QUAND SAINT-SEVER ETAIT ENCEINTE

Saint-Sever, le promeneur un peu curieux peut découvrir, ici, une vieille et rustique porte médiévale, là, une grosse tour ronde, et, ici et là, des discrets pans de murs de rempart à l'arrière de plusieurs maisons. Ce sont les vestiges épars d'une enceinte ayant entouré la ville entre les XIIème et XVIIème siècles.



Au XIIème siècle (vers 1100), les habitants de la ville née à l'ombre de l'abbaye bénédictine fondée à la fin du Xème siècle et sur la voie de Vézelay vers Compostelle, obtinrent en effet de leur seigneur abbé Suavius le droit de se fortifier. Une première enceinte fut alors construite autour de l'abbaye et du petit noyau urbain primitif. Les abbés et moines conservaient le contrôle des portes et en gardaient les clés. 

La porte du Touron, en sa première arche du côté de la ville, serait le vestige de cette première enceinte. L'entrée principale de la ville se faisait alors au nord-est par une porte, dite porte Jouliou, dont l'emplacement a été déterminé à hauteur du n°16 de l'actuelle rue Lafayette, et qui donnait accès au plateau de Morlanne et à la côte de Brille.. On suppose qu'elle était précédée d'un pont-levis (ou dormant) franchissant un ravin, ou douve, comblés à la fin du XVIIIe siècle. Lors de l'extension des remparts au XVe siècle elle a été remplacée par la porte dite de Mauleon..

La prospérité s'accrut au cours du XIIIe siècle, sous la suzeraineté anglaise, et la ville devint un important centre commercial et administratif (installation de la cour de justice du sénéchalat anglais de Gascogne, dont la cour générale réunie ici en 1273 par le roi Edouard d'Angleterre pour y juger le comte Gaston de Béarn).
  
Conquise à l'été 1295 par Charles de Valois pour le compte de Philippe le Bel après un siège de trois mois, reprise par les anglais, assiégée en 1360 par les troupes du seigneur de Lescun à la solde du roi de France, la ville redevint définitivement française par la prise en deux temps en 1442 par Charles VII puis le comte de Foix * ( on connait même le nom de l'écuyer, Jacques le Jude, récompensé pour avoir été le premier à entrer par-dessus les murailles de la ville lors de l'assaut de juin 1442 - BNF, Cabinet des titres, vol. 685, fol 111 v°). Les jurats obtinrent alors de Charles VII l'accord du droit de construire une seconde enceinte plus étendue en 1450, pour la mise en défense du couvent des Jacobins et des faubourgs qui s'étaient développés. 
* Raymond Ritter a placé ce siège par le comte de Foix Gaston IV en novembre-décembre 1443 - Cf. Siège et prise de St-Sever - Bull. Société de Borda 1948, p 14-25.

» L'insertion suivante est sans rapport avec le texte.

use crate::{
    api::models::*,
    core::{
        aggregate::DailyTotal,
        errors::HydrologError,
        models::entry::WaterLogEntry,
        service::{HydrologService, NewUser, TodaySummary},
    },
    infrastructure::{logging::in_memory::InMemoryAuditLog, storage::in_memory::InMemoryStorage},
};
use axum::{
    Extension, Json, Router,
    extract::{Request, State},
    http::StatusCode,
    middleware::{self, Next},
    response::IntoResponse,
};
use http::header;

use crate::auth::jwt::Claims;
use std::sync::Arc;

// Middleware to resolve the bearer credential to a user identity
async fn auth_middleware(
    State(service): State<Arc<HydrologService<InMemoryAuditLog, InMemoryStorage>>>,
    mut req: Request<axum::body::Body>,
    next: Next,
) -> Result<impl IntoResponse, ApiError> {
    let auth_header = req
        .headers()
        .get(header::AUTHORIZATION)
        .and_then(|h| h.to_str().ok())
        .ok_or_else(|| HydrologError::Unauthorized("Missing Authorization header".to_string()))?;

    let token = auth_header
        .strip_prefix("Bearer ")
        .ok_or_else(|| HydrologError::Unauthorized("Invalid Authorization header".to_string()))?;

    let claims = service.validate_token(token)?;
    req.extensions_mut().insert(claims);
    Ok(next.run(req).await)
}

// Define API routes
pub fn api_routes(service: Arc<HydrologService<InMemoryAuditLog, InMemoryStorage>>) -> Router {
    let protected_routes = Router::new()
        .route("/user/me", axum::routing::get(get_profile))
        .route("/water/add", axum::routing::post(add_water))
        .route("/water/today", axum::routing::get(get_today))
        .route("/water/history", axum::routing::get(get_history))
        .route_layer(middleware::from_fn_with_state(service.clone(), auth_middleware));

    Router::new()
        .route("/", axum::routing::get(|| async { "OK" }))
        .route("/user/register", axum::routing::post(register)) // Unprotected
        .route("/user/login", axum::routing::post(login))
        .merge(protected_routes)
        .with_state(service)
}

#[utoipa::path(
    post,
    path = "/user/register",
    request_body = RegisterRequest,
    responses(
        (status = 201, description = "User registered successfully"),
        (status = 400, description = "Bad request", body = ErrorResponse),
        (status = 409, description = "Email already registered", body = ErrorResponse),
        (status = 500, description = "Internal server error", body = ErrorResponse)
    )
)]
pub async fn register(
    State(service): State<Arc<HydrologService<InMemoryAuditLog, InMemoryStorage>>>,
    Json(req): Json<RegisterRequest>,
) -> Result<StatusCode, ApiError> {
    service
        .register_user(NewUser {
            name: req.name,
            email: req.email,
            password: req.password,
            daily_goal: req.daily_goal,
            unit_preference: req.unit_preference,
        })
        .await?;
    Ok(StatusCode::CREATED)
}

#[utoipa::path(
    post,
    path = "/user/login",
    request_body = LoginRequest,
    responses(
        (status = 200, description = "Login successful", body = LoginResponse),
        (status = 401, description = "Invalid credentials", body = ErrorResponse),
        (status = 500, description = "Internal server error", body = ErrorResponse)
    )
)]
pub async fn login(
    State(service): State<Arc<HydrologService<InMemoryAuditLog, InMemoryStorage>>>,
    Json(req): Json<LoginRequest>,
) -> Result<Json<LoginResponse>, ApiError> {
    let token = service.authenticate(&req.email, &req.password).await?;
    Ok(Json(LoginResponse { token }))
}

#[utoipa::path(
    get,
    path = "/user/me",
    responses(
        (status = 200, description = "Profile retrieved successfully", body = UserProfile),
        (status = 401, description = "Missing or invalid credential", body = ErrorResponse),
        (status = 404, description = "User not found", body = ErrorResponse),
        (status = 500, description = "Internal server error", body = ErrorResponse)
    ),
    security(("Bearer" = []))
)]
pub async fn get_profile(
    State(service): State<Arc<HydrologService<InMemoryAuditLog, InMemoryStorage>>>,
    Extension(claims): Extension<Claims>,
) -> Result<Json<UserProfile>, ApiError> {
    let user = service
        .get_user(&claims.sub)
        .await?
        .ok_or_else(|| HydrologError::UserNotFound(claims.sub))?;
    Ok(Json(UserProfile::from(user)))
}

#[utoipa::path(
    post,
    path = "/water/add",
    request_body = AddWaterRequest,
    responses(
        (status = 201, description = "Entry logged successfully", body = WaterLogEntry),
        (status = 400, description = "Amount is not a positive integer", body = ErrorResponse),
        (status = 401, description = "Missing or invalid credential", body = ErrorResponse),
        (status = 404, description = "User not found", body = ErrorResponse),
        (status = 500, description = "Internal server error", body = ErrorResponse)
    ),
    security(("Bearer" = []))
)]
pub async fn add_water(
    State(service): State<Arc<HydrologService<InMemoryAuditLog, InMemoryStorage>>>,
    Extension(claims): Extension<Claims>,
    Json(req): Json<AddWaterRequest>,
) -> Result<(StatusCode, Json<WaterLogEntry>), ApiError> {
    let entry = service.log_water(&claims.sub, req.amount).await?;
    Ok((StatusCode::CREATED, Json(entry)))
}

#[utoipa::path(
    get,
    path = "/water/today",
    responses(
        (status = 200, description = "Today's entries and total", body = TodaySummary),
        (status = 401, description = "Missing or invalid credential", body = ErrorResponse),
        (status = 404, description = "User not found", body = ErrorResponse),
        (status = 500, description = "Internal server error", body = ErrorResponse)
    ),
    security(("Bearer" = []))
)]
pub async fn get_today(
    State(service): State<Arc<HydrologService<InMemoryAuditLog, InMemoryStorage>>>,
    Extension(claims): Extension<Claims>,
) -> Result<Json<TodaySummary>, ApiError> {
    let summary = service.today_summary(&claims.sub).await?;
    Ok(Json(summary))
}

#[utoipa::path(
    get,
    path = "/water/history",
    responses(
        (status = 200, description = "Per-day totals, most recent first", body = Vec<DailyTotal>),
        (status = 401, description = "Missing or invalid credential", body = ErrorResponse),
        (status = 404, description = "User not found", body = ErrorResponse),
        (status = 500, description = "Internal server error", body = ErrorResponse)
    ),
    security(("Bearer" = []))
)]
pub async fn get_history(
    State(service): State<Arc<HydrologService<InMemoryAuditLog, InMemoryStorage>>>,
    Extension(claims): Extension<Claims>,
) -> Result<Json<Vec<DailyTotal>>, ApiError> {
    let history = service.daily_history(&claims.sub).await?;
    Ok(Json(history))
}
//! Common types used throughout objstore.

use std::collections::HashMap;

/// User metadata attached to a stored object.
///
/// Keys are case-insensitive at the wire boundary; every backend stores and
/// returns them lowercased. An absent map is always represented as an empty
/// map, never as `None`.
pub type Metadata = HashMap<String, String>;

/// Check that `key` can name an object.
///
/// Keys are opaque byte strings except that no `/`-separated segment may be
/// `.` or `..`: HTTP backends address objects by URL path, where such
/// segments are resolved away before the request is sent.
///
/// # Preconditions
/// - `key` must be non-empty
/// - No segment of `key` may be `.` or `..`
///
/// # Errors
/// - Returns `InvalidInput` if either precondition fails
pub fn validate_key(key: &str) -> crate::Result<()> {
    if key.is_empty() {
        return Err(crate::Error::InvalidInput(
            "Object key cannot be empty".to_string(),
        ));
    }
    if key.split('/').any(|segment| segment == "." || segment == "..") {
        return Err(crate::Error::InvalidInput(format!(
            "Object key '{}' contains a '.' or '..' segment",
            key
        )));
    }
    Ok(())
}

/// Copy `metadata` with every key folded to ASCII lowercase.
///
/// When two keys fold to the same name the lexicographically greatest
/// original key wins, so the result does not depend on map iteration order.
pub fn normalize_metadata(metadata: &Metadata) -> Metadata {
    let mut originals: Vec<(&String, &String)> = metadata.iter().collect();
    originals.sort();
    originals
        .into_iter()
        .map(|(k, v)| (k.to_ascii_lowercase(), v.clone()))
        .collect()
}
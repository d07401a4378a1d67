//! Request-sending seam between the S3 client and the network.

use async_trait::async_trait;
use reqwest::{Client, Request, Response};
use std::sync::Arc;

use objstore_common::{Error, Result};

/// Something that can send an HTTP request and return the response.
///
/// The plain implementation is a `reqwest::Client`. Request-signing layers
/// (SigV4 and similar) implement this trait by decorating another transport,
/// so the S3 client never needs to know whether its requests are signed.
#[async_trait]
pub trait HttpTransport: Send + Sync {
    /// Send a request and return the response, whatever its status.
    ///
    /// # Errors
    /// - Only failures to obtain a response; non-2xx statuses are not errors here
    async fn send(&self, request: Request) -> Result<Response>;
}

#[async_trait]
impl HttpTransport for Client {
    async fn send(&self, request: Request) -> Result<Response> {
        let method = request.method().clone();
        self.execute(request)
            .await
            .map_err(|e| Error::Network(format!("Failed to make {} request: {}", method, e)))
    }
}

#[async_trait]
impl<T: HttpTransport + ?Sized> HttpTransport for Arc<T> {
    async fn send(&self, request: Request) -> Result<Response> {
        (**self).send(request).await
    }
}
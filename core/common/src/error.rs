//! Common error types for objstore.

use thiserror::Error;

/// Top-level error type for object storage operations.
#[derive(Debug, Error)]
pub enum Error {
    /// The requested object does not exist.
    ///
    /// Every backend reports absence through this variant rather than a raw
    /// status code, so callers can branch on existence uniformly.
    #[error("Object not found: {0}")]
    ObjectNotFound(String),

    /// The backend answered with a non-success status.
    #[error("{operation} failed with status {status}: {body}")]
    Http {
        operation: &'static str,
        status: u16,
        body: String,
    },

    /// The backend returned an error document for the whole request.
    #[error("Backend error {code}: {message} (request id: {request_id})")]
    Backend {
        code: String,
        message: String,
        request_id: String,
    },

    /// The request could not be sent or the response could not be read.
    #[error("Network error: {0}")]
    Network(String),

    /// Transferred bytes did not match the declared checksum.
    #[error("Integrity check failed: {0}")]
    Integrity(String),

    /// Cryptographic operation failed.
    #[error("Cryptographic error: {0}")]
    Crypto(String),

    /// Serialization or deserialization failed.
    #[error("Serialization error: {0}")]
    Serialization(String),

    /// Invalid input provided.
    #[error("Invalid input: {0}")]
    InvalidInput(String),

    /// The operation's context was cancelled.
    #[error("Operation cancelled")]
    Cancelled,

    /// The operation's context deadline passed.
    #[error("Deadline exceeded")]
    DeadlineExceeded,

    /// I/O operation failed.
    #[error("I/O error: {0}")]
    Io(#[from] std::io::Error),

    /// Resource not found.
    #[error("Not found: {0}")]
    NotFound(String),

    /// Resource already exists.
    #[error("Already exists: {0}")]
    AlreadyExists(String),
}

impl Error {
    /// Whether this error is the object-not-found sentinel.
    pub fn is_not_found(&self) -> bool {
        matches!(self, Error::ObjectNotFound(_))
    }

    /// Whether this error came from the caller's context rather than the backend.
    pub fn is_cancellation(&self) -> bool {
        matches!(self, Error::Cancelled | Error::DeadlineExceeded)
    }
}

/// Result type alias using the common Error.
pub type Result<T> = std::result::Result<T, Error>;
//! S3 store configuration.

use serde::{Deserialize, Serialize};

/// Default `User-Agent` sent by clients built from configuration.
pub const DEFAULT_USER_AGENT: &str = concat!("objstore/", env!("CARGO_PKG_VERSION"));

/// Configuration for an S3-compatible store.
#[derive(Debug, Clone, Serialize, Deserialize)]
pub struct S3Config {
    /// Root URL of the bucket, e.g. `http://localhost:4566/smoke/`.
    pub bucket_url: String,
    /// Page size requested from list calls (`max-keys`); server default if unset.
    #[serde(default)]
    pub page_size: Option<u32>,
    /// Custom `User-Agent` header.
    #[serde(default)]
    pub user_agent: Option<String>,
}

impl S3Config {
    /// Create a configuration for the given bucket root.
    pub fn new(bucket_url: impl Into<String>) -> Self {
        Self {
            bucket_url: bucket_url.into(),
            page_size: None,
            user_agent: None,
        }
    }

    /// Set the list page size.
    pub fn with_page_size(mut self, page_size: u32) -> Self {
        self.page_size = Some(page_size);
        self
    }

    /// The user agent to send.
    pub fn user_agent(&self) -> &str {
        self.user_agent.as_deref().unwrap_or(DEFAULT_USER_AGENT)
    }
}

la prise de Saint-Sever en juin 1442
(Vigiles de Charles VII fol.117 - BNF)

un siège au XVe siècle

Les tours rondes (et à pans coupé, coté ville) de Mauléon ou Hontang au nord, et de Bonnehé ou Bourrouilhan à l'angle sud-est (des canonnières remplaçant les archères droites y furent percées) sont les vestiges de cette seconde enceinte du XVe siècle, de même que l'arche extérieure de la porte du Touron au nord ouest, et les divers pans de murs disséminés dans la ville. Une enquête de 1615 sur l'état des murailles mentionnait les quatre tours de Mauleon, de la Guillerie, des Jacobins, et de Sauret (?).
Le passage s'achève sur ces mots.